Sigournea Temporal range: Early Carboniferous, 335 Ma PreꞒ Ꞓ O S D C P T J K Pg N ↓

Scientific classification
- Domain: Eukaryota
- Kingdom: Animalia
- Phylum: Chordata
- Clade: Tetrapoda
- Class: incertae sedis
- Genus: †Sigournea Bolt and Lombard, 2006
- Type species: †Sigournea multidentata Bolt and Lombard, 2006

= Sigournea =

Extinct genus of tetrapods

Sigournea is a genus of stem tetrapod from the Early Carboniferous. The genus contains only one species, the type species Sigournea multidentata, which was named in 2006 by paleontologists John R. Bolt and R. Eric Lombard on the basis of a single lower jaw from Iowa. The jaw came from a fissure-fill deposit of the St. Louis Limestone that was exposed in a quarry near the town of Sigourney and dates to the Viséan stage, making it approximately 335 million years old. Bolt and Lombard named the genus after Sigourney. The species name multidentata alludes to the many teeth preserved in the jaw. The jaw, which is housed in the Field Museum and cataloged as FM PR 1820, curves strongly downward but was probably straight to begin with, having been deformed by the process of fossilization after the individual died. Rooted in the dentary bone along the outermost edge of the jaw are 88 small, pointed marginal teeth. An additional row of even smaller teeth runs along the coronoids, three bones positioned lengthwise along the lower boundary of the dentary on the inner surface of the lower jaw. Bolt and Lombard were able to classify Sigournea as an early member of Tetrapoda based on the presence of bone surfaces covered in pits and ridges, a single row of dentary teeth, a jaw joint that faces upward, and an open groove for a lateral line along the outer surface of the jaw, and on the absence of teeth on the prearticular bone or enlarged fangs on the coronoids. Sigournea differs from other stem tetrapods in having several holes within a depression called the exomeckelian fenestra on the inner surface of the jaw.

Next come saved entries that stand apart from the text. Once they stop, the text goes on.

use std::ffi::OsStr;
use std::io::{self, Read, Write};
use std::process::{Child, ChildStdin, ChildStdout, Command, ExitStatus, Stdio};
use std::sync::mpsc::{self, Receiver, RecvTimeoutError};
use std::thread;
use std::time::{Duration, Instant};

use tracing::{debug, trace};

use super::platform::{self, LaunchMode};
use crate::error::RunnerError;

/// Cadence for polling the child's exit status inside [`AppRunner::join`].
const JOIN_POLL_INTERVAL: Duration = Duration::from_millis(10);

/// Result of a timeout-bounded read from the child's stdout.
#[derive(Debug, Clone, PartialEq, Eq)]
pub enum ReadOutcome {
    /// One or more bytes were read, at most the requested budget.
    Data(Vec<u8>),
    /// The child closed its stdout; the stream is drained.
    Eof,
    /// The read did not complete within the timeout. The underlying read keeps
    /// running; the next `read` call waits on it.
    TimedOut,
}

/// Result of a timeout-bounded wait for child exit.
#[derive(Debug, Clone, PartialEq, Eq)]
pub enum WaitOutcome {
    /// The child terminated with this status.
    Exited(ExitStatus),
    /// The child was still running at the deadline. It is NOT killed;
    /// termination policy belongs to the caller.
    TimedOut,
}

/// Message from the read worker back to the caller: the stdout handle returns
/// to the runner together with the read result.
struct ReadReply {
    stdout: ChildStdout,
    result: io::Result<Vec<u8>>,
}

/// A child process with piped standard input and output.
///
/// Each instance owns exactly one live child process and all parent-side pipe
/// handles; everything is released on drop. The type is move-only; duplicating
/// it would duplicate ownership of OS resources.
///
/// Dropping an `AppRunner` never kills the child. Detached children are
/// expected to outlive the parent; use [`kill`](Self::kill) for explicit
/// termination.
#[derive(Debug)]
pub struct AppRunner {
    child: Child,
    pid: u32,
    stdin: Option<ChildStdin>,
    /// Parent's read end of the child's stdout. `None` while a read worker
    /// owns the handle.
    stdout: Option<ChildStdout>,
    /// Completion channel of a read that outlived its timeout.
    pending: Option<Receiver<ReadReply>>,
    saw_eof: bool,
}

impl AppRunner {
    /// Launch `program` in a new process group with no console attachment.
    ///
    /// The command line is `"<program>" <args>`: the program path quoted, the
    /// argument string appended verbatim (split shell-style on non-Windows
    /// platforms, which have no single-string command line).
    ///
    /// # Errors
    ///
    /// Fails if pipe or process creation fails, with the OS error as source.
    pub fn spawn_detached(program: impl AsRef<OsStr>, args: &str) -> Result<Self, RunnerError> {
        Self::spawn(program.as_ref(), args, LaunchMode::Detached)
    }

    /// Launch `program` with its console window suppressed.
    ///
    /// Same command-line and pipe contract as [`spawn_detached`](Self::spawn_detached).
    ///
    /// # Errors
    ///
    /// Fails if pipe or process creation fails, with the OS error as source.
    pub fn spawn_no_console(program: impl AsRef<OsStr>, args: &str) -> Result<Self, RunnerError> {
        Self::spawn(program.as_ref(), args, LaunchMode::NoConsole)
    }

    fn spawn(program: &OsStr, args: &str, mode: LaunchMode) -> Result<Self, RunnerError> {
        let mut command = Command::new(program);
        platform::append_args(&mut command, args)?;
        platform::configure(&mut command, mode);
        command
            .stdin(Stdio::piped())
            .stdout(Stdio::piped())
            // stderr is not part of the contract; an unread pipe could stall
            // the child, and a detached child has no console to inherit.
            .stderr(Stdio::null());

        let mut child = command.spawn().map_err(|source| RunnerError::Launch {
            program: program.to_string_lossy().into_owned(),
            source,
        })?;

        let pid = child.id();
        debug!(
            pid,
            mode = mode.as_str(),
            command = %command_line_preview(program, args),
            "launched child process"
        );

        // The standard library hands the child its pipe ends and closes the
        // parent's copies at spawn, so end-of-file on stdout is observable
        // once the child exits.
        let stdin = child.stdin.take();
        let stdout = child.stdout.take();

        Ok(Self {
            child,
            pid,
            stdin,
            stdout,
            pending: None,
            saw_eof: false,
        })
    }

    /// The OS process id of the child.
    #[must_use]
    pub fn id(&self) -> u32 {
        self.pid
    }

    /// Blocking write of `data` to the child's stdin.
    ///
    /// # Errors
    ///
    /// Fails with a broken-pipe source if the child has exited or closed its
    /// stdin, and with [`RunnerError::StdinClosed`] after
    /// [`close_stdin`](Self::close_stdin).
    pub fn write(&mut self, data: &[u8]) -> Result<(), RunnerError> {
        let stdin = self.stdin.as_mut().ok_or(RunnerError::StdinClosed)?;
        stdin
            .write_all(data)
            .and_then(|()| stdin.flush())
            .map_err(RunnerError::StdinWrite)
    }

    /// Close the child's stdin, signalling end of input.
    ///
    /// Idempotent. Children that read stdin to completion will not see EOF
    /// until this is called or the runner is dropped.
    pub fn close_stdin(&mut self) {
        if self.stdin.take().is_some() {
            trace!(pid = self.pid, "closed child stdin");
        }
    }

    /// Read up to `max_bytes` from the child's stdout, blocking the caller for
    /// at most `timeout`.
    ///
    /// The blocking OS read runs on a background worker thread that owns the
    /// stdout handle and destination buffer until it completes; the caller
    /// waits on its completion channel. On [`ReadOutcome::TimedOut`] the worker
    /// keeps running, and the next `read` call waits on the same outstanding
    /// operation (with that operation's original byte budget), so the pipe is
    /// never consumed by two readers at once.
    ///
    /// A zero `max_bytes` budget returns empty [`ReadOutcome::Data`] without
    /// touching the pipe, so it cannot be mistaken for the end-of-stream
    /// signal.
    ///
    /// # Errors
    ///
    /// Fails if the worker cannot be spawned, dies without reporting, or the
    /// OS read itself fails.
    pub fn read(&mut self, max_bytes: usize, timeout: Duration) -> Result<ReadOutcome, RunnerError> {
        if max_bytes == 0 {
            return Ok(ReadOutcome::Data(Vec::new()));
        }
        if self.saw_eof {
            return Ok(ReadOutcome::Eof);
        }

        let rx = match self.pending.take() {
            Some(rx) => rx,
            None => {
                let Some(stdout) = self.stdout.take() else {
                    // The handle only leaves the instance while a worker holds
                    // it or after end of stream; treat anything else as drained.
                    return Ok(ReadOutcome::Eof);
                };
                spawn_read_worker(stdout, max_bytes)?
            }
        };

        match rx.recv_timeout(timeout) {
            Ok(ReadReply { stdout, result }) => {
                self.stdout = Some(stdout);
                let data = result.map_err(RunnerError::StdoutRead)?;
                if data.is_empty() {
                    trace!(pid = self.pid, "child closed stdout");
                    self.saw_eof = true;
                    Ok(ReadOutcome::Eof)
                } else {
                    trace!(pid = self.pid, bytes = data.len(), "read from child stdout");
                    Ok(ReadOutcome::Data(data))
                }
            }
            Err(RecvTimeoutError::Timeout) => {
                trace!(
                    pid = self.pid,
                    timeout_ms = timeout.as_millis() as u64,
                    "read timed out; worker remains outstanding"
                );
                self.pending = Some(rx);
                Ok(ReadOutcome::TimedOut)
            }
            Err(RecvTimeoutError::Disconnected) => Err(RunnerError::WorkerLost),
        }
    }

    /// Wait up to `timeout` for the child to terminate.
    ///
    /// On [`WaitOutcome::TimedOut`] the child keeps running. Valid at any point
    /// after creation; `read`/`write` stay valid just after exit to drain
    /// remaining buffered output.
    ///
    /// # Errors
    ///
    /// Fails if polling the child's exit status fails.
    pub fn join(&mut self, timeout: Duration) -> Result<WaitOutcome, RunnerError> {
        let deadline = Instant::now() + timeout;
        loop {
            if let Some(status) = self.child.try_wait().map_err(RunnerError::Wait)? {
                debug!(pid = self.pid, code = ?status.code(), "child exited");
                return Ok(WaitOutcome::Exited(status));
            }
            let now = Instant::now();
            if now >= deadline {
                return Ok(WaitOutcome::TimedOut);
            }
            thread::sleep(JOIN_POLL_INTERVAL.min(deadline - now));
        }
    }

    /// Forcibly terminate the child.
    ///
    /// Not called from any drop path; explicit termination policy only.
    ///
    /// # Errors
    ///
    /// Fails if the OS refuses the termination request.
    pub fn kill(&mut self) -> Result<(), RunnerError> {
        self.child.kill().map_err(|source| RunnerError::Kill {
            pid: self.pid,
            source,
        })
    }
}

/// Spawn the worker that performs one blocking read on the child's stdout.
///
/// The worker owns the handle and buffer until its read returns (at the
/// latest when the child closes stdout), then hands both back over the
/// channel. If the runner was dropped in the meantime the send fails and the
/// worker simply exits; nothing leaks.
fn spawn_read_worker(
    mut stdout: ChildStdout,
    max_bytes: usize,
) -> Result<Receiver<ReadReply>, RunnerError> {
    let (tx, rx) = mpsc::channel();
    thread::Builder::new()
        .name("wincommon-read".to_string())
        .spawn(move || {
            let mut buf = vec![0u8; max_bytes];
            let result = stdout.read(&mut buf).map(|n| {
                buf.truncate(n);
                buf
            });
            let _ = tx.send(ReadReply { stdout, result });
        })
        .map_err(RunnerError::WorkerSpawn)?;
    Ok(rx)
}

/// `"<program>" <args>` as handed to the OS, for spawn logging.
fn command_line_preview(program: &OsStr, args: &str) -> String {
    if args.is_empty() {
        format!("\"{}\"", program.to_string_lossy())
    } else {
        format!("\"{}\" {}", program.to_string_lossy(), args)
    }
}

The closest relatives of Sigournea within Tetrapoda are unknown. Bolt and Lombard did not include it in a phylogenetic analysis in their 2006 description because they thought the single known jawbone did not possess enough unique anatomical characteristics to elucidate its evolutionary relationships. However, in 2008, Bolt and his colleague Marcello Ruta published a phylogenetic analysis that did include Sigournea, and found good support for S. multidentata grouping with Occidens portlocki, a species of stem tetrapod named in 2004 from the earliest Carboniferous (Tournaisian) of Northern Ireland. Milner et al. (2009) suggested that Sigournea may be a close relative of the slightly younger baphetoid tetrapod Spathicephalus from Scotland and Nova Scotia based on the presence of small, closely packed marginal teeth in both taxa. However, their proposition was tentative because they did not include Sigournea in their phylogenetic analysis.